Search code examples
javapdfitextpdfbox

Apache PDFBox not able to extract text, but PDFBox Debugger showing the text correctly?


I am not able to extract text from a pdf, it is showing garbage characters, but when I checked with the debugger, it was showing the correct text.

Here is the pdf link.

Let's say I am trying to extract page 9 using PDFTextStripper, I get output like following:

hhhhhhhhhhhhhhhhhhhhhhhIhhIhhhhhhhhhIh]hhhhhIhhIIhhIIIhhhh...

I also get same results when try to copy using Adobe Reader, or extract using other libraries Itext, MuPdf.

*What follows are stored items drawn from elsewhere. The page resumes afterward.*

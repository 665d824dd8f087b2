//! Tag list back to HTML.
//!
//! The output is functionally equivalent to the parsed document: tag names
//! lowercased, attributes sorted by key, values double-quoted. Text passes
//! through verbatim.

use crate::Options;
use crate::ast::{AttrValue, Node, Tag};
use crate::html::{COMMENT_CLOSE, COMMENT_OPEN};
use percent_encoding::{AsciiSet, NON_ALPHANUMERIC, utf8_percent_encode};

/// Characters escaped in attribute values when values are percent-coded
const VALUE_ESCAPES: &AsciiSet = &NON_ALPHANUMERIC
    .remove(b'_')
    .remove(b'.')
    .remove(b'-')
    .remove(b'/');

/// Renders a tag list as HTML
#[derive(Debug, Clone, Copy, Default)]
pub struct HtmlGenerator {
    /// Percent-encode attribute values (inverse of decoding on extraction)
    pub encode_values: bool,
}

impl HtmlGenerator {
    pub fn new(options: &Options) -> Self {
        Self {
            encode_values: options.decode_values,
        }
    }

    pub fn generate(&self, nodes: &[Node]) -> String {
        let mut output = String::new();
        for node in nodes {
            match node {
                Node::Text(text) => output.push_str(text),
                Node::Tag(tag) => self.write_tag(&mut output, tag),
            }
        }
        output
    }

    fn write_tag(&self, output: &mut String, tag: &Tag) {
        if tag.is_comment_open() {
            output.push_str(COMMENT_OPEN);
            return;
        }
        if tag.is_comment_close() {
            output.push_str(COMMENT_CLOSE);
            return;
        }

        output.push('<');
        output.push_str(tag.base_name());
        // BTreeMap iteration is key-sorted
        for (key, value) in &tag.attributes {
            output.push(' ');
            output.push_str(key);
            if let AttrValue::Present(value) = value {
                output.push_str("=\"");
                if self.encode_values {
                    output.extend(utf8_percent_encode(value, VALUE_ESCAPES));
                } else {
                    output.push_str(value);
                }
                output.push('"');
            }
        }
        if tag.is_self_closing() {
            output.push_str(" /");
        }
        output.push('>');
    }
}

/// Render `nodes` as HTML without percent-encoding values.
pub fn serialize(nodes: &[Node]) -> String {
    HtmlGenerator::default().generate(nodes)
}

/// Render `nodes` as HTML, percent-encoding values when `options` decodes them.
pub fn serialize_with(nodes: &[Node], options: &Options) -> String {
    HtmlGenerator::new(options).generate(nodes)
}
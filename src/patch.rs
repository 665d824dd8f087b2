//! Rebuild a document from non-overlapping replacement spans.

use crate::ast::Span;
use crate::error::{InvalidSpanError, SpanErrorKind};
use crate::urls::UrlMatch;
use std::collections::BTreeMap;

/// Replace each span of `source` with the replacement at the same index.
///
/// Spans may be given in any order; they are sorted internally. Everything
/// outside the spans is copied unchanged.
pub fn patch<S: AsRef<str>>(
    source: &str,
    spans: &[Span],
    replacements: &[S],
) -> Result<String, InvalidSpanError> {
    if spans.len() != replacements.len() {
        return Err(InvalidSpanError::new(
            SpanErrorKind::LengthMismatch,
            format!("{} spans but {} replacements", spans.len(), replacements.len()),
        ));
    }

    for &span in spans {
        check_span(source, span)?;
    }

    // Stable, so empty spans at the same offset keep their given order
    let mut order: Vec<usize> = (0..spans.len()).collect();
    order.sort_by_key(|&i| (spans[i].start, spans[i].end));

    for pair in order.windows(2) {
        let (prev, next) = (spans[pair[0]], spans[pair[1]]);
        if next.start < prev.end {
            return Err(InvalidSpanError::new(
                SpanErrorKind::Overlapping,
                format!(
                    "{}..{} overlaps {}..{}",
                    prev.start, prev.end, next.start, next.end
                ),
            )
            .with_span(next));
        }
    }

    let extra: usize = replacements.iter().map(|r| r.as_ref().len()).sum();
    let mut output = String::with_capacity(source.len() + extra);
    let mut pos = 0;
    for i in order {
        let span = spans[i];
        output.push_str(&source[pos..span.start]);
        output.push_str(replacements[i].as_ref());
        pos = span.end;
    }
    output.push_str(&source[pos..]);

    Ok(output)
}

fn check_span(source: &str, span: Span) -> Result<(), InvalidSpanError> {
    if span.start > span.end {
        return Err(InvalidSpanError::new(
            SpanErrorKind::Inverted,
            format!("span {}..{}", span.start, span.end),
        )
        .with_span(span));
    }
    if span.end > source.len() {
        return Err(InvalidSpanError::new(
            SpanErrorKind::OutOfBounds,
            format!("span {}..{} in a document of {} bytes", span.start, span.end, source.len()),
        )
        .with_span(span));
    }
    if !source.is_char_boundary(span.start) || !source.is_char_boundary(span.end) {
        return Err(InvalidSpanError::new(
            SpanErrorKind::NotCharBoundary,
            format!("span {}..{}", span.start, span.end),
        )
        .with_span(span));
    }
    Ok(())
}

/// Replacement URLs keyed by the index of the match they replace.
///
/// Matches without an entry keep their `url`.
#[derive(Debug, Clone, Default, PartialEq, Eq)]
pub struct UrlEdits {
    replacements: BTreeMap<usize, String>,
}

impl UrlEdits {
    pub fn new() -> Self {
        Self::default()
    }

    /// Replace the URL of match `index`
    pub fn set(&mut self, index: usize, url: impl Into<String>) -> &mut Self {
        self.replacements.insert(index, url.into());
        self
    }

    pub fn get(&self, index: usize) -> Option<&str> {
        self.replacements.get(&index).map(String::as_str)
    }

    pub fn len(&self) -> usize {
        self.replacements.len()
    }

    pub fn is_empty(&self) -> bool {
        self.replacements.is_empty()
    }

    /// Build edits by asking `f` for a new URL for each match
    pub fn from_fn<F>(matches: &[UrlMatch], mut f: F) -> Self
    where
        F: FnMut(&UrlMatch) -> Option<String>,
    {
        let replacements = matches
            .iter()
            .enumerate()
            .filter_map(|(i, m)| f(m).map(|url| (i, url)))
            .collect();
        Self { replacements }
    }
}

/// Write every match's URL (or its edit) back into `source`.
///
/// With no edits and no base URL this reproduces `source` exactly; with a
/// base URL it rewrites every reference to its resolved form.
pub fn apply_url_edits(
    source: &str,
    matches: &[UrlMatch],
    edits: &UrlEdits,
) -> Result<String, InvalidSpanError> {
    if let Some((&index, _)) = edits.replacements.iter().find(|(i, _)| **i >= matches.len()) {
        return Err(InvalidSpanError::new(
            SpanErrorKind::LengthMismatch,
            format!("edit for match {} but only {} matches", index, matches.len()),
        ));
    }

    let spans: Vec<Span> = matches.iter().map(|m| m.span).collect();
    let urls: Vec<&str> = matches
        .iter()
        .enumerate()
        .map(|(i, m)| edits.get(i).unwrap_or(&m.url))
        .collect();
    patch(source, &spans, &urls)
}
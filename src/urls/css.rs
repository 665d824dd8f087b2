use crate::ast::Span;
use lazy_static::lazy_static;
use regex::Regex;

lazy_static! {
    // url(payload) with no parens, quotes or newlines in the payload,
    // or url("payload") with optional space around the quoted part
    static ref CSS_URL: Regex =
        Regex::new(r#"url\(\s*([^()'"\r\n]*)\)|url\(\s*"([^"\r\n]*)"\s*\)"#).unwrap();
}

/// Spans of every `url(...)` payload in `css`, relative to `css`.
///
/// The span covers the payload only: not `url(`, the quotes or `)`.
pub fn find_css_urls(css: &str) -> Vec<Span> {
    CSS_URL
        .captures_iter(css)
        .filter_map(|caps| caps.get(1).or_else(|| caps.get(2)))
        .map(|m| Span::new(m.start(), m.end()))
        .collect()
}
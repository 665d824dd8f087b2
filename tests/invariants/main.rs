//! Properties that hold for every fixture document.
//!
//! One trial per (fixture, property), so a failure names both.
//!
//! Run with: cargo test --test invariants

use glob::glob;
use htmldata::{
    ContentType, Options, PositionedNode, RawTextElements, UrlEdits, apply_url_edits,
    extract_positioned_with, extract_simplified_with, find_urls_with, patch, serialize_with,
    tokenize_with,
};
use libtest_mimic::{Arguments, Failed, Trial};
use std::fs;
use std::path::{Path, PathBuf};

type Property = fn(&str, ContentType, &Options) -> Result<(), Failed>;

const PROPERTIES: &[(&str, Property)] = &[
    ("tokens_concatenate", tokens_concatenate),
    ("normalize_fixed_point", normalize_fixed_point),
    ("noop_patch_identity", noop_patch_identity),
    ("attribute_offsets", attribute_offsets),
];

fn main() {
    let args = Arguments::from_args();

    let configurations = [
        ("default", Options::default()),
        (
            "historical",
            Options {
                raw_text: RawTextElements::ScriptStylePre,
                decode_values: true,
            },
        ),
    ];

    let mut trials = Vec::new();
    for path in fixtures() {
        let stem = path
            .file_name()
            .and_then(|s| s.to_str())
            .unwrap_or("fixture")
            .to_string();
        let content_type = ContentType::from_path(&path);

        for &(config, options) in &configurations {
            for &(property, check) in PROPERTIES {
                let path = path.clone();
                trials.push(Trial::test(
                    format!("{}::{}::{}", stem, config, property),
                    move || {
                        let source = fs::read_to_string(&path)
                            .map_err(|e| format!("cannot read {}: {}", path.display(), e))?;
                        check(&source, content_type, &options)
                    },
                ));
            }
        }
    }

    libtest_mimic::run(&args, trials).exit();
}

fn fixtures() -> Vec<PathBuf> {
    let root = Path::new(env!("CARGO_MANIFEST_DIR")).join("tests").join("fixtures");
    let mut files = Vec::new();
    for pattern in ["*.html", "*.css"] {
        let pattern = root.join(pattern);
        let Ok(paths) = glob(&pattern.to_string_lossy()) else {
            continue;
        };
        files.extend(
            paths
                .filter_map(Result::ok)
                .filter(|p| !p.to_string_lossy().contains(".expected.")),
        );
    }
    files.sort();
    files
}

fn tokens_concatenate(source: &str, _: ContentType, options: &Options) -> Result<(), Failed> {
    let tokens = tokenize_with(source, options);
    let joined: String = tokens.iter().map(|t| t.text).collect();
    if joined != source {
        return Err("tokens do not concatenate to the source".into());
    }

    let mut pos = 0;
    for token in &tokens {
        if token.span.start != pos || token.span.end < pos {
            return Err(format!("token {:?} does not continue at {}", token, pos).into());
        }
        pos = token.span.end;
    }
    Ok(())
}

fn normalize_fixed_point(source: &str, content_type: ContentType, options: &Options) -> Result<(), Failed> {
    if content_type != ContentType::Html {
        return Ok(());
    }
    let once = serialize_with(&extract_simplified_with(source, options), options);
    let twice = serialize_with(&extract_simplified_with(&once, options), options);
    if once != twice {
        return Err(format!("not a fixed point:\n{}\n---\n{}", once, twice).into());
    }
    Ok(())
}

fn noop_patch_identity(source: &str, content_type: ContentType, options: &Options) -> Result<(), Failed> {
    let empty: [&str; 0] = [];
    if patch(source, &[], &empty)? != source {
        return Err("empty patch changed the document".into());
    }

    let matches = find_urls_with(source, None, content_type, options)?;
    let unchanged = apply_url_edits(source, &matches, &UrlEdits::new())?;
    if unchanged != source {
        return Err("writing back unmodified matches changed the document".into());
    }
    Ok(())
}

fn attribute_offsets(source: &str, _: ContentType, options: &Options) -> Result<(), Failed> {
    for node in extract_positioned_with(source, options) {
        if source.get(node.span().start..node.span().end).is_none() {
            return Err(format!("node span {:?} is not a slice of the source", node.span()).into());
        }
        let PositionedNode::Tag(tag) = node else {
            continue;
        };
        for (key, value) in &tag.attributes {
            let Some(key_span) = tag.key_span(key) else {
                return Err(format!("<{}> has no span for {}", tag.name, key).into());
            };
            let key_text = source.get(key_span.start..key_span.end).unwrap_or("");
            if key_text.to_lowercase() != *key {
                return Err(format!("<{}> key span reads {:?}, not {:?}", tag.name, key_text, key).into());
            }
            if let Some(value) = value.as_str() {
                let value_span = tag.value_span(key).unwrap_or_default();
                let value_text = source.get(value_span.start..value_span.end);
                if value_text != Some(value) {
                    return Err(format!(
                        "<{}> {} value span reads {:?}, not {:?}",
                        tag.name, key, value_text, value
                    )
                    .into());
                }
            }
        }
    }
    Ok(())
}
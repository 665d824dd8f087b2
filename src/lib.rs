//! Lossless HTML tokenizing, tag extraction and URL rewriting.
//!
//! Documents are split into text and markup tokens that concatenate back to
//! the input. Tags carry lowercased names, their attributes and absolute byte
//! spans, which is enough to find every URL reference and patch it in place
//! without disturbing the rest of the document.

pub mod ast;
pub mod error;
pub mod generate;
pub mod html;
pub mod parser;
pub mod patch;
pub mod urls;

pub use ast::{
    AttrSpans, AttrValue, Attributes, Node, PositionedNode, PositionedTag, PositionedText, Span,
    Tag, Token, TokenKind,
};
pub use error::{Error, InvalidSpanError, SpanErrorKind};
pub use generate::HtmlGenerator;
pub use html::RawTextElements;
pub use parser::HtmlParser;
pub use patch::{UrlEdits, patch};
pub use urls::{ContentType, TagContext, UrlMatch, UrlSource, find_css_urls};

/// Parsing configuration.
///
/// Both fields pick between two historical behaviors; the defaults are the
/// plain HTML reading.
#[derive(Debug, Clone, Copy, PartialEq, Eq, Default)]
pub struct Options {
    /// Elements whose body is kept as literal text (default: script, style)
    pub raw_text: RawTextElements,
    /// Percent-decode attribute values in the simplified view and encode them
    /// again on serialization
    pub decode_values: bool,
}

pub fn tokenize(source: &str) -> Vec<Token<'_>> {
    tokenize_with(source, &Options::default())
}

pub fn tokenize_with<'a>(source: &'a str, options: &Options) -> Vec<Token<'a>> {
    parser::tokenize(source, options.raw_text)
}

/// Tags and text with absolute spans
pub fn extract_positioned(source: &str) -> Vec<PositionedNode<'_>> {
    extract_positioned_with(source, &Options::default())
}

pub fn extract_positioned_with<'a>(source: &'a str, options: &Options) -> Vec<PositionedNode<'a>> {
    parser::extract_positioned(source, options.raw_text)
}

/// Tags and text without positions; `serialize` is its inverse
pub fn extract_simplified(source: &str) -> Vec<Node> {
    extract_simplified_with(source, &Options::default())
}

pub fn extract_simplified_with(source: &str, options: &Options) -> Vec<Node> {
    parser::extract(source, options)
}

pub fn serialize(nodes: &[Node]) -> String {
    generate::serialize(nodes)
}

pub fn serialize_with(nodes: &[Node], options: &Options) -> String {
    generate::serialize_with(nodes, options)
}

/// Every URL referenced by `source`, in document order.
///
/// With a `base_url` each match's `url` is the resolved absolute URL.
pub fn find_urls(
    source: &str,
    base_url: Option<&str>,
    content_type: ContentType,
) -> Result<Vec<UrlMatch>, Error> {
    find_urls_with(source, base_url, content_type, &Options::default())
}

pub fn find_urls_with(
    source: &str,
    base_url: Option<&str>,
    content_type: ContentType,
    options: &Options,
) -> Result<Vec<UrlMatch>, Error> {
    urls::find_urls(source, base_url, content_type, options)
}

/// Write `matches` back into `source`, using `edits` where given
pub fn apply_url_edits(
    source: &str,
    matches: &[UrlMatch],
    edits: &UrlEdits,
) -> Result<String, InvalidSpanError> {
    patch::apply_url_edits(source, matches, edits)
}

/// Rewrite every URL in `source` to its absolute form against `base_url`
pub fn resolve_urls(
    source: &str,
    base_url: &str,
    content_type: ContentType,
    options: &Options,
) -> Result<String, Error> {
    let matches = urls::find_urls(source, Some(base_url), content_type, options)?;
    Ok(patch::apply_url_edits(source, &matches, &UrlEdits::new())?)
}
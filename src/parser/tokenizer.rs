//! Splits a document into text runs and bracket-delimited markup.
//!
//! The scan never fails: unterminated tags, comments and raw-text bodies
//! degrade to a trailing text token. Concatenating the token texts always
//! reproduces the input.

use crate::ast::{Span, Token, TokenKind};
use crate::html::{COMMENT_CLOSE, COMMENT_OPEN, RawTextElements};
use log::{debug, trace};

/// What the scanner expects at the current position
#[derive(Debug, Clone, Copy, PartialEq, Eq)]
enum Mode {
    /// Text, or the start of a tag/comment
    Data,
    /// Inside `<...`, looking for `>`
    Tag,
    /// After `<!--`, looking for `-->`
    Comment,
    /// After the opening tag of a raw-text element, looking for `</name`
    RawText(&'static str),
}

/// Tokenizer for one document
pub struct Tokenizer<'a> {
    source: &'a str,
    raw_text: RawTextElements,
    pos: usize,
    mode: Mode,
    tokens: Vec<Token<'a>>,
}

impl<'a> Tokenizer<'a> {
    pub fn new(source: &'a str, raw_text: RawTextElements) -> Self {
        Self {
            source,
            raw_text,
            pos: 0,
            mode: Mode::Data,
            tokens: Vec::new(),
        }
    }

    /// Tokenize the entire source
    pub fn tokenize(mut self) -> Vec<Token<'a>> {
        while self.pos < self.source.len() {
            let rest = &self.source[self.pos..];
            match self.mode {
                Mode::Data => {
                    if rest.starts_with(COMMENT_OPEN) {
                        self.emit(TokenKind::Markup, COMMENT_OPEN.len());
                        self.mode = Mode::Comment;
                    } else if rest.starts_with('<') {
                        self.mode = Mode::Tag;
                    } else {
                        let len = rest.find('<').unwrap_or(rest.len());
                        self.emit(TokenKind::Text, len);
                    }
                }
                Mode::Tag => match find_tag_end(rest) {
                    Some(len) => {
                        let tag = &rest[..len];
                        self.emit(TokenKind::Markup, len);
                        self.mode = self
                            .raw_text
                            .lookup(opening_tag_name(tag))
                            .map_or(Mode::Data, Mode::RawText);
                    }
                    None => {
                        debug!("unterminated tag at byte {}", self.pos);
                        self.emit_rest();
                    }
                },
                Mode::Comment => match rest.find(COMMENT_CLOSE) {
                    Some(len) => {
                        self.emit(TokenKind::Text, len);
                        self.emit(TokenKind::Markup, COMMENT_CLOSE.len());
                        self.mode = Mode::Data;
                    }
                    None => {
                        debug!("unterminated comment at byte {}", self.pos);
                        self.emit_rest();
                    }
                },
                Mode::RawText(name) => match find_close_tag(rest, name) {
                    Some(len) => {
                        // The closing tag itself is picked up in data mode
                        self.emit(TokenKind::Text, len);
                        self.mode = Mode::Data;
                    }
                    None => {
                        debug!("unterminated <{}> body at byte {}", name, self.pos);
                        self.emit_rest();
                    }
                },
            }
        }

        trace!("tokenized {} bytes into {} tokens", self.source.len(), self.tokens.len());
        self.tokens
    }

    /// Emit the next `len` bytes as one token.
    ///
    /// Only comment and raw-text bodies can be empty; they are still emitted
    /// so `<!---->` keeps its three-part shape.
    fn emit(&mut self, kind: TokenKind, len: usize) {
        let start = self.pos;
        self.pos += len;
        self.tokens.push(Token {
            kind,
            text: &self.source[start..self.pos],
            span: Span::new(start, self.pos),
        });
    }

    /// Emit everything left as literal text and stop
    fn emit_rest(&mut self) {
        self.emit(TokenKind::Text, self.source.len() - self.pos);
    }
}

/// Tokenize `source` with the given raw-text element set.
pub fn tokenize(source: &str, raw_text: RawTextElements) -> Vec<Token<'_>> {
    Tokenizer::new(source, raw_text).tokenize()
}

/// Length of the tag starting at `rest[0] == '<'`, including its `>`.
pub(crate) fn find_tag_end(rest: &str) -> Option<usize> {
    rest.get(1..)?.find('>').map(|i| i + 2)
}

/// Name of an opening tag as written: the run after `<` up to whitespace,
/// `/` or `>`. Closing tags (`</x>`) yield an empty name.
pub(crate) fn opening_tag_name(tag: &str) -> &str {
    let inner = tag.strip_prefix('<').unwrap_or(tag);
    let end = inner
        .find(|c: char| c.is_whitespace() || c == '/' || c == '>')
        .unwrap_or(inner.len());
    &inner[..end]
}

/// Offset of the first `</name` in `rest`, ignoring ASCII case.
pub(crate) fn find_close_tag(rest: &str, name: &str) -> Option<usize> {
    let bytes = rest.as_bytes();
    let name = name.as_bytes();
    let needle_len = name.len() + 2;
    let mut i = 0;
    while i + needle_len <= bytes.len() {
        let rel = rest[i..].find("</")?;
        i += rel;
        if i + needle_len > bytes.len() {
            return None;
        }
        if bytes[i + 2..i + needle_len].eq_ignore_ascii_case(name) {
            return Some(i);
        }
        i += 2;
    }
    None
}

However, when checked by PDFBox Debugger, I see the text is correctly visible as follows (highlighted red):

enter image description here

I don't have knowledge of the PDF stream syntax above, but if the PDFBox Debugger is showing correct text, why can't PDFBox able to extract the text correctly?

Also, the font used is an old Gurmukhi script font, in which the glyphs are drawn in the ASCII range mostly, hence the text is English letters.


Solution

  • The issue was incorrect char code mapping to unicode by the font...

    However, using the char codes directly in processTextPosition is working for me:

    @Override
    protected void processTextPosition(TextPosition text)
    {
        super.processTextPosition(text);
    
        // following gives incorrect mapping
        // String unicode = text.getUnicode();
    
        int[] cc = text.getCharacterCodes();
        String unicode = new String(cc, 0, cc.length);
    }
    

    See official example for more on usage of processTextPosition.